*** Begin section ***
use std::collections::BTreeMap;

use tracing::{info, warn};

use sona_core::models::QuestionKind;
use sona_storage::KeyValueStore;

use crate::error::SessionError;
use crate::session::{AssessmentSession, SCORES_KEY};

/// A stored answer of 0 is skipped during scoring, so a first-option
/// (index 0) choice answer cannot be told apart from an unanswered
/// question. This matches the shipped behavior of the instrument UIs and
/// is flagged as a likely defect; do not change without product
/// confirmation.
pub const TREAT_ZERO_AS_UNANSWERED: bool = true;

/// Sentinel stored by choice UIs that expose an explicit "no answer"
/// option. Excluded from choice sums; slider values are never sentinels.
pub const NO_ANSWER: f64 = -1.0;

impl AssessmentSession {
    /// Unweighted sum of the current questionnaire's stored answers.
    /// Returns 0 when there is no current questionnaire. Unanswered
    /// questions contribute nothing, choice answers equal to [`NO_ANSWER`]
    /// are excluded, and slider answers always add. No normalization or
    /// capping happens here; that is the interpretation step's job.
    pub fn compute_score(&self) -> f64 {
        let Some(questionnaire) = self.current_assessment() else {
            return 0.0;
        };
        let answers = self.current_answers();

        let mut score = 0.0;
        for question in &questionnaire.questions {
            let Some(&answer) = answers.and_then(|a| a.get(&question.id)) else {
                continue;
            };
            if TREAT_ZERO_AS_UNANSWERED && answer == 0.0 {
                continue;
            }
            match &question.kind {
                QuestionKind::MultipleChoice { .. } => {
                    if answer != NO_ANSWER {
                        score += answer;
                    }
                }
                QuestionKind::Slider { .. } => {
                    score += answer;
                }
            }
        }
        score
    }

    /// Compute the current questionnaire's score, normalize it when the
    /// instrument defines a transform, record it under the questionnaire id,
    /// and snapshot the entire score map to `store` as one write under
    /// [`SCORES_KEY`]. A no-op when there is no current questionnaire.
    pub fn save_score(&mut self, store: &mut dyn KeyValueStore) -> Result<(), SessionError> {
        let raw = self.compute_score();
        let Some(questionnaire) = self.current_assessment() else {
            return Ok(());
        };
        let id = questionnaire.id.clone();
        let score = match &questionnaire.interpretation {
            Some(interpretation) => interpretation.transform_score(raw),
            None => raw,
        };

        self.scores.insert(id.clone(), score);
        let snapshot = serde_json::to_string(&self.scores)?;
        store.set(SCORES_KEY, &snapshot)?;
        info!(questionnaire = %id, score, "score saved");
        Ok(())
    }

    /// Replace the in-memory score map with the persisted snapshot. A
    /// missing snapshot leaves the map as-is; an unparseable one is
    /// discarded and the map reset to empty, with a diagnostic.
    pub fn load_scores(&mut self, store: &dyn KeyValueStore) -> Result<(), SessionError> {
        let Some(snapshot) = store.get(SCORES_KEY)? else {
            return Ok(());
        };
        match serde_json::from_str(&snapshot) {
            Ok(scores) => self.scores = scores,
            Err(err) => {
                warn!(%err, "discarding malformed score snapshot");
                self.scores = BTreeMap::new();
            }
        }
        Ok(())
    }

    /// Severity label for the current questionnaire: its saved score when
    /// one exists, otherwise a fresh (transformed) computation, resolved
    /// through the instrument's band table. `None` when there is no current
    /// questionnaire or it defines no interpretation.
    pub fn score_evaluation(&self) -> Option<String> {
        let questionnaire = self.current_assessment()?;
        let interpretation = questionnaire.interpretation.as_ref()?;
        let score = self
            .scores
            .get(&questionnaire.id)
            .copied()
            .unwrap_or_else(|| interpretation.transform_score(self.compute_score()));
        Some(interpretation.label_for(score).to_string())
    }
}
*** End section ***
▶ **Exercise prompt**: Would you reproduce all the entries exactly?

▶ **Solution to this problem**:
use std::collections::BTreeMap;

use tracing::{info, warn};

use sona_core::models::QuestionKind;
use sona_storage::KeyValueStore;

use crate::error::SessionError;
use crate::session::{AssessmentSession, SCORES_KEY};

/// A stored answer of 0 is skipped during scoring, so a first-option
/// (index 0) choice answer cannot be told apart from an unanswered
/// question. This matches the shipped behavior of the instrument UIs and
/// is flagged as a likely defect; do not change without product
/// confirmation.
pub const TREAT_ZERO_AS_UNANSWERED: bool = true;

/// Sentinel stored by choice UIs that expose an explicit "no answer"
/// option. Excluded from choice sums; slider values are never sentinels.
pub const NO_ANSWER: f64 = -1.0;

impl AssessmentSession {
    /// Unweighted sum of the current questionnaire's stored answers.
    /// Returns 0 when there is no current questionnaire. Unanswered
    /// questions contribute nothing, choice answers equal to [`NO_ANSWER`]
    /// are excluded, and slider answers always add. No normalization or
    /// capping happens here; that is the interpretation step's job.
    pub fn compute_score(&self) -> f64 {
        let Some(questionnaire) = self.current_assessment() else {
            return 0.0;
        };
        let answers = self.current_answers();

        let mut score = 0.0;
        for question in &questionnaire.questions {
            let Some(&answer) = answers.and_then(|a| a.get(&question.id)) else {
                continue;
            };
            if TREAT_ZERO_AS_UNANSWERED && answer == 0.0 {
                continue;
            }
            match &question.kind {
                QuestionKind::MultipleChoice { .. } => {
                    if answer != NO_ANSWER {
                        score += answer;
                    }
                }
                QuestionKind::Slider { .. } => {
                    score += answer;
                }
            }
        }
        score
    }

    /// Compute the current questionnaire's score, normalize it when the
    /// instrument defines a transform, record it under the questionnaire id,
    /// and snapshot the entire score map to `store` as one write under
    /// [`SCORES_KEY`]. A no-op when there is no current questionnaire.
    pub fn save_score(&mut self, store: &mut dyn KeyValueStore) -> Result<(), SessionError> {
        let raw = self.compute_score();
        let Some(questionnaire) = self.current_assessment() else {
            return Ok(());
        };
        let id = questionnaire.id.clone();
        let score = match &questionnaire.interpretation {
            Some(interpretation) => interpretation.transform_score(raw),
            None => raw,
        };

        self.scores.insert(id.clone(), score);
        let snapshot = serde_json::to_string(&self.scores)?;
        store.set(SCORES_KEY, &snapshot)?;
        info!(questionnaire = %id, score, "score saved");
        Ok(())
    }

    /// Replace the in-memory score map with the persisted snapshot. A
    /// missing snapshot leaves the map as-is; an unparseable one is
    /// discarded and the map reset to empty, with a diagnostic.
    pub fn load_scores(&mut self, store: &dyn KeyValueStore) -> Result<(), SessionError> {
        let Some(snapshot) = store.get(SCORES_KEY)? else {
            return Ok(());
        };
        match serde_json::from_str(&snapshot) {
            Ok(scores) => self.scores = scores,
            Err(err) => {
                warn!(%err, "discarding malformed score snapshot");
                self.scores = BTreeMap::new();
            }
        }
        Ok(())
    }

    /// Severity label for the current questionnaire: its saved score when
    /// one exists, otherwise a fresh (transformed) computation, resolved
    /// through the instrument's band table. `None` when there is no current
    /// questionnaire or it defines no interpretation.
    pub fn score_evaluation(&self) -> Option<String> {
        let questionnaire = self.current_assessment()?;
        let interpretation = questionnaire.interpretation.as_ref()?;
        let score = self
            .scores
            .get(&questionnaire.id)
            .copied()
            .unwrap_or_else(|| interpretation.transform_score(self.compute_score()));
        Some(interpretation.label_for(score).to_string())
    }
}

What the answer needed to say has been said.